慎みという名のエネルギー──KANTO Start-ups Rendezvousの場で

麻布台ヒルズの眺めの先に、あの句が静かに響いていた。

落ち着いて思慮ある人は、
身をつつしみ、ことばをつつしみ、心をつつしむ。
このように彼らは、実によく己をまもっている。
(法句経 第234偈)

スタートアップと支援拠点、そして大手企業やCVCが一堂に会する「KANTO Start-ups Rendezvous」。
かつての私であれば、こうした場でいかに目立ち、存在感を示すかを考えていただろう。
だが今は違う。

「慎むこと」と「黙ること」は違う。
むしろ、深い慎みをもって、どこに力を注ぐかを見極めることこそが、今の私にとっての「動き」なのだ。

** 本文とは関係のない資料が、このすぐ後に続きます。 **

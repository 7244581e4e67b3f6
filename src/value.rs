/// A literal operand carried by a value token and by the predicates built from it.
///
/// Only scalar JSON values are literals. Integers and floats are kept apart
/// (unlike JSON, which only has "number") so that a filter on `30` is handed
/// to the persistence layer as `30` and not `30.0`.
///
/// # Null
///
/// `Null` is a real payload: `{"val": null}` is a valid value token and
/// produces `field = null`. A *missing* payload is not representable here;
/// such wire elements never become value tokens at all.
///
/// # Examples
///
/// ```
/// use cqn_filter::Literal;
///
/// let age = Literal::Integer(30);
/// let name = Literal::from("Alice");
///
/// assert_eq!(age.to_json(), serde_json::json!(30));
/// assert_eq!(name, Literal::String("Alice".to_string()));
/// ```
#[derive(Debug, Clone, PartialEq)]
pub enum Literal {
    /// JSON null
    Null,

    /// JSON boolean (true/false)
    Boolean(bool),

    /// Integer number (preserved separately from floats)
    Integer(i64),

    /// Floating-point number
    Float(f64),

    /// UTF-8 string
    String(String),
}

impl Literal {
    /// Convert a scalar JSON value into a literal.
    ///
    /// Arrays and objects return `None`.
    pub fn from_json(v: &serde_json::Value) -> Option<Literal> {
        match v {
            serde_json::Value::Null => Some(Literal::Null),
            serde_json::Value::Bool(b) => Some(Literal::Boolean(*b)),
            serde_json::Value::Number(n) => {
                if let Some(i) = n.as_i64() {
                    Some(Literal::Integer(i))
                } else {
                    // u64 above i64::MAX lands here too
                    n.as_f64().map(Literal::Float)
                }
            }
            serde_json::Value::String(s) => Some(Literal::String(s.clone())),
            serde_json::Value::Array(_) | serde_json::Value::Object(_) => None,
        }
    }

    /// Convert back to a JSON value.
    ///
    /// Non-finite floats have no JSON form and become `null`.
    pub fn to_json(&self) -> serde_json::Value {
        match self {
            Literal::Null => serde_json::Value::Null,
            Literal::Boolean(b) => serde_json::Value::Bool(*b),
            Literal::Integer(i) => serde_json::Value::Number((*i).into()),
            Literal::Float(f) => serde_json::Number::from_f64(*f)
                .map(serde_json::Value::Number)
                .unwrap_or(serde_json::Value::Null),
            Literal::String(s) => serde_json::Value::String(s.clone()),
        }
    }

    pub fn is_null(&self) -> bool {
        matches!(self, Literal::Null)
    }
}

impl From<&str> for Literal {
    fn from(s: &str) -> Self {
        Literal::String(s.to_string())
    }
}

impl From<String> for Literal {
    fn from(s: String) -> Self {
        Literal::String(s)
    }
}

impl From<i64> for Literal {
    fn from(n: i64) -> Self {
        Literal::Integer(n)
    }
}

impl From<i32> for Literal {
    fn from(n: i32) -> Self {
        Literal::Integer(n.into())
    }
}

impl From<f64> for Literal {
    fn from(n: f64) -> Self {
        Literal::Float(n)
    }
}

impl From<bool> for Literal {
    fn from(b: bool) -> Self {
        Literal::Boolean(b)
    }
}

impl std::fmt::Display for Literal {
    fn fmt(&self, f: &mut std::fmt::Formatter<'_>) -> std::fmt::Result {
        match self {
            Literal::Null => write!(f, "null"),
            Literal::Boolean(b) => write!(f, "{}", b),
            Literal::Integer(n) => write!(f, "{}", n),
            Literal::Float(n) => write!(f, "{}", n),
            Literal::String(s) => write!(f, "{:?}", s),
        }
    }
}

出会った一人ひとりの言葉に耳を澄まし、思いを受けとめながら、
その中に「これは繋げたい」「この人とは次がある」と感じたご縁には、
遠慮なく“力”を込めた。

慎みとは、何もしないことではない。
内に激しく外に静かな力を湛えた、そうした美しき行動の姿勢なのだと思う。

この日、私の中にはもうひとつの問いがあった。
「この出会いを、次にどう活かすか」
それは単なる妄想ではなく、呼応し、編みなおす力の営みであり、静かなる創造の源泉でもある。

慎みの中に宿る、前へ進むための“力”──
この両極のバランスをとりながら、私はこの場での振る舞いを選びとっていたのだと思う。

いくつかのご縁は、明らかに芽吹いていた。
その小さな芽を、急がず、けれど確かに手渡していけるように、
この「慎みの力」を、今後も育てていきたい。